Report back every line from the entries below in which the word "identity" occurs.
**** The data
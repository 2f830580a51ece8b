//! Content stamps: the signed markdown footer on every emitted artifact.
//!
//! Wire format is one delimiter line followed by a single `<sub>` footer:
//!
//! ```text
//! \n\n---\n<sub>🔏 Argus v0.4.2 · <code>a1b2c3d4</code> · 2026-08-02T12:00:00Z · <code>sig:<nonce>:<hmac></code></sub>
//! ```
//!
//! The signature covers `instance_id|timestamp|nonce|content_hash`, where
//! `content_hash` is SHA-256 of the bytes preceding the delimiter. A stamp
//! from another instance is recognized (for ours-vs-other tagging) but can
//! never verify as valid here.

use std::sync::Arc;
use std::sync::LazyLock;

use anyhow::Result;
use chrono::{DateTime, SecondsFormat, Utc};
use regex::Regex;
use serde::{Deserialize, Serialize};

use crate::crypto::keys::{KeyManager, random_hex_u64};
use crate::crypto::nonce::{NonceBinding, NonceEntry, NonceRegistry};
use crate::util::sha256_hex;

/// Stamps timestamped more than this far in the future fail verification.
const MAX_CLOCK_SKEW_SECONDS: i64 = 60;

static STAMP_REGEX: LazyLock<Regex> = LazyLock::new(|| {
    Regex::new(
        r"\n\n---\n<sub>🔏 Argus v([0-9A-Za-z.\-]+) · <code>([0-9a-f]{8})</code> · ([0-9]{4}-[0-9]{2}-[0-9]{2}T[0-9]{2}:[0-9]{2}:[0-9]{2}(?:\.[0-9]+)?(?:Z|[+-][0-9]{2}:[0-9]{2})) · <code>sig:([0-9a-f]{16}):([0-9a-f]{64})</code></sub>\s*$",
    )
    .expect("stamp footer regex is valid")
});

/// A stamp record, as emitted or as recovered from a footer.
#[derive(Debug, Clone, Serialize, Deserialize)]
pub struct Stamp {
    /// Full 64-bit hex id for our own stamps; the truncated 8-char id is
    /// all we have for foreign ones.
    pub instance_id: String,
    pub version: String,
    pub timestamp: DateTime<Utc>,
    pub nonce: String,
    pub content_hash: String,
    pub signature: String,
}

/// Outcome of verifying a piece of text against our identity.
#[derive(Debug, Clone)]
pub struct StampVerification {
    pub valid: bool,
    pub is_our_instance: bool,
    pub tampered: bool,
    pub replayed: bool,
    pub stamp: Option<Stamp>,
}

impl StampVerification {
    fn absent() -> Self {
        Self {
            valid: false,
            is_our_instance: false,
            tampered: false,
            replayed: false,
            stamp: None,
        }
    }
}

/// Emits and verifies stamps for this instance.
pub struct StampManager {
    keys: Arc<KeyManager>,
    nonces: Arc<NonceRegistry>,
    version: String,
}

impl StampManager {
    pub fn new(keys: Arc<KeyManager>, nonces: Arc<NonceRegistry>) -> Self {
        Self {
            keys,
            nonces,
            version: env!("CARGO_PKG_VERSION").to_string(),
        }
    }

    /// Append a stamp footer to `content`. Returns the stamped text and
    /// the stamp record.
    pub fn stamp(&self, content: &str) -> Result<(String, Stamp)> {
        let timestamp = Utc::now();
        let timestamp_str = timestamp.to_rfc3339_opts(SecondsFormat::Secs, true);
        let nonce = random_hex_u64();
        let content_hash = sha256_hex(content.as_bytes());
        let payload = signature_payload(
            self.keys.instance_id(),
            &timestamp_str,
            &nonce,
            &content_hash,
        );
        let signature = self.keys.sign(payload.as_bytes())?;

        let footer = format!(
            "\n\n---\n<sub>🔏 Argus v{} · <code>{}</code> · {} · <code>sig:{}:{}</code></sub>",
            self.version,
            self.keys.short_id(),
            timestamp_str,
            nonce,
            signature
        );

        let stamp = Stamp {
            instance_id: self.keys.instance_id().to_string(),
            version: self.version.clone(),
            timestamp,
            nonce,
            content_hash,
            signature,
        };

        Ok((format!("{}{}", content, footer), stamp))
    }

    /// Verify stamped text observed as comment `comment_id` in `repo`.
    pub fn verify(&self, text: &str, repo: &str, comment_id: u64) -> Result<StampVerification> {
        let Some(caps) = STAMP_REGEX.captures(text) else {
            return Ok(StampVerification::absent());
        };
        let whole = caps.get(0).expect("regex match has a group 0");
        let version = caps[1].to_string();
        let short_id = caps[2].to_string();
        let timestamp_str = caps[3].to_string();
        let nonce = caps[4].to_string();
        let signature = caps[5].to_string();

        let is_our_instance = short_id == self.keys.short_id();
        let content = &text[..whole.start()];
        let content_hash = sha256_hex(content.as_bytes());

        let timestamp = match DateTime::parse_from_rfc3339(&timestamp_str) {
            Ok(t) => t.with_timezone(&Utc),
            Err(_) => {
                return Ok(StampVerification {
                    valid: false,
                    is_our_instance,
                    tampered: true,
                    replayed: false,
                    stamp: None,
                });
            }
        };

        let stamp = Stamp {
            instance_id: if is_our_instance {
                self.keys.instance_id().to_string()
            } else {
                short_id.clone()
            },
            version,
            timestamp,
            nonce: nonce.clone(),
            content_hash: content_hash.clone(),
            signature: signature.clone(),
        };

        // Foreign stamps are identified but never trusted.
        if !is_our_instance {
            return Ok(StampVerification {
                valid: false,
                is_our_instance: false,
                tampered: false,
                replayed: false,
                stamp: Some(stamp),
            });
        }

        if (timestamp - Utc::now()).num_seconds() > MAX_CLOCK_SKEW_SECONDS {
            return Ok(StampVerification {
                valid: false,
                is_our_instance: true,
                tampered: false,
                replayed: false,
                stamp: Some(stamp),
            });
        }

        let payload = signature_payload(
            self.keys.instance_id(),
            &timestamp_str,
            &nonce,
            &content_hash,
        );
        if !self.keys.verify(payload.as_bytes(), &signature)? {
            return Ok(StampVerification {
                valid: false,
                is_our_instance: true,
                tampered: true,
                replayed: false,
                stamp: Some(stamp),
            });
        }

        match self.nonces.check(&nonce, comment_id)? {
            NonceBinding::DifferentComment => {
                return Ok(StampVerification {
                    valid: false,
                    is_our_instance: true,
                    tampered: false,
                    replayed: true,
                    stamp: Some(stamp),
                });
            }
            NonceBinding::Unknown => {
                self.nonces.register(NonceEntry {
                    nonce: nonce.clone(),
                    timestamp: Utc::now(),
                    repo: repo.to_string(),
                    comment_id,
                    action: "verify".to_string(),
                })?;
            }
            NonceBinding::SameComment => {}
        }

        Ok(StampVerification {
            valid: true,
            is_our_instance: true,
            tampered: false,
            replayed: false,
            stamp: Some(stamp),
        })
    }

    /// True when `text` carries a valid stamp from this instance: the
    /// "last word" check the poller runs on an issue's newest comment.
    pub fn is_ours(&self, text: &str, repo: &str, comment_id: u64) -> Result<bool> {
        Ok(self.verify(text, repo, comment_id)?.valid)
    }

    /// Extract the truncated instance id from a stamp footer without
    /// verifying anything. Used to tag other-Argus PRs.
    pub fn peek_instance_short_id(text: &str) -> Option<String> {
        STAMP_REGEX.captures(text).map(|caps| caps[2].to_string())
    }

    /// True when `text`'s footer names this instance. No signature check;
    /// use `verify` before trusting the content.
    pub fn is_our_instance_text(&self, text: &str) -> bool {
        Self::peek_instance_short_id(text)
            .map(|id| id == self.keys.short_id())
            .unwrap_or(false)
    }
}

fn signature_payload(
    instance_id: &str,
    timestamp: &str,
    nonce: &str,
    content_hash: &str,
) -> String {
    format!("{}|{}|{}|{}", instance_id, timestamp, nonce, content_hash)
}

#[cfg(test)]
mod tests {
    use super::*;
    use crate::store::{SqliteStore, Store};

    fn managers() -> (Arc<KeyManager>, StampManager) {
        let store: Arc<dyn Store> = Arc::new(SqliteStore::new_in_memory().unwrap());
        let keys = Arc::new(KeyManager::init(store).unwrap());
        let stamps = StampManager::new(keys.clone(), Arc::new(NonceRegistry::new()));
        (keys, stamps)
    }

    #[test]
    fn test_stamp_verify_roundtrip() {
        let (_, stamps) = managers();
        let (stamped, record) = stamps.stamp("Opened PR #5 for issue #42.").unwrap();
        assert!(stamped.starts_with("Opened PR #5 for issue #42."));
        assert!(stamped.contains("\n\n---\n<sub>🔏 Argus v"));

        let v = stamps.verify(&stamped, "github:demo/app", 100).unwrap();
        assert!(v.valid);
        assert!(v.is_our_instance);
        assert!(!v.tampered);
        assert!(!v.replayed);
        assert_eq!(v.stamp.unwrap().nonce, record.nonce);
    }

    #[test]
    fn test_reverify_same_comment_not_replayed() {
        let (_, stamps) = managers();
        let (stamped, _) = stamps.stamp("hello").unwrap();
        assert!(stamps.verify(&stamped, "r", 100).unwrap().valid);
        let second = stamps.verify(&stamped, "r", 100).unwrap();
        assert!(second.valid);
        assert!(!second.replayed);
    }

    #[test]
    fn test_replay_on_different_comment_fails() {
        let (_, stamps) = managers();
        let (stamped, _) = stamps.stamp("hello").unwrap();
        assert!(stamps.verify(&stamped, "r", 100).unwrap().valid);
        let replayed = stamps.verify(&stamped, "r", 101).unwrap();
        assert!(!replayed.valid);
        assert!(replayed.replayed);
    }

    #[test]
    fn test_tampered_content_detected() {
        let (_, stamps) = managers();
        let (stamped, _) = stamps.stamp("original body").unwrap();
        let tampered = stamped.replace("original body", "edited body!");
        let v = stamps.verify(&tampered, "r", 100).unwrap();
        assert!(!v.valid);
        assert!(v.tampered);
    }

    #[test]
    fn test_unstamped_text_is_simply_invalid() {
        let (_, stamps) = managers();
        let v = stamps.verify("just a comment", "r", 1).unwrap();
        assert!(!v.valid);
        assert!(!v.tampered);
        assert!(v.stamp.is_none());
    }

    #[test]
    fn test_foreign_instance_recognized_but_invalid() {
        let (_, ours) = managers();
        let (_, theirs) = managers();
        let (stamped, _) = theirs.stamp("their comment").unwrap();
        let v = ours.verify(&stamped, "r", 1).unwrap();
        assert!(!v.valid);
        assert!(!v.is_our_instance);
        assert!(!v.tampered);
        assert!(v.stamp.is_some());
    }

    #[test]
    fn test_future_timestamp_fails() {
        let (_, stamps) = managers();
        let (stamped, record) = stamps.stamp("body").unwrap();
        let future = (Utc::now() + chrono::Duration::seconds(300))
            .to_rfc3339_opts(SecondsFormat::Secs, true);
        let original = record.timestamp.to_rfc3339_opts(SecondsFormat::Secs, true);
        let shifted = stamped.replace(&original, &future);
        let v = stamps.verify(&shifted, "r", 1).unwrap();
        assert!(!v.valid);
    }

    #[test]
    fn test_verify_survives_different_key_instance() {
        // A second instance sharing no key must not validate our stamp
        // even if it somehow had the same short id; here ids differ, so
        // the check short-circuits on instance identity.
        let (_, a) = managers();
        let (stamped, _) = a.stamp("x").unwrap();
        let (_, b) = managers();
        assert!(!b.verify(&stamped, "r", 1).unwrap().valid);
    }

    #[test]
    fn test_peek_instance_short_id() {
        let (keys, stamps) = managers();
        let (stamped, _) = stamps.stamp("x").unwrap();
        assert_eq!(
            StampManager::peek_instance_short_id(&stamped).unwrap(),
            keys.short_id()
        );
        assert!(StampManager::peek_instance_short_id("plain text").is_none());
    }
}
********
→ **Solution for this task**
/// Outcome of verifying a piece of text against our identity.
        // the check short-circuits on instance identity.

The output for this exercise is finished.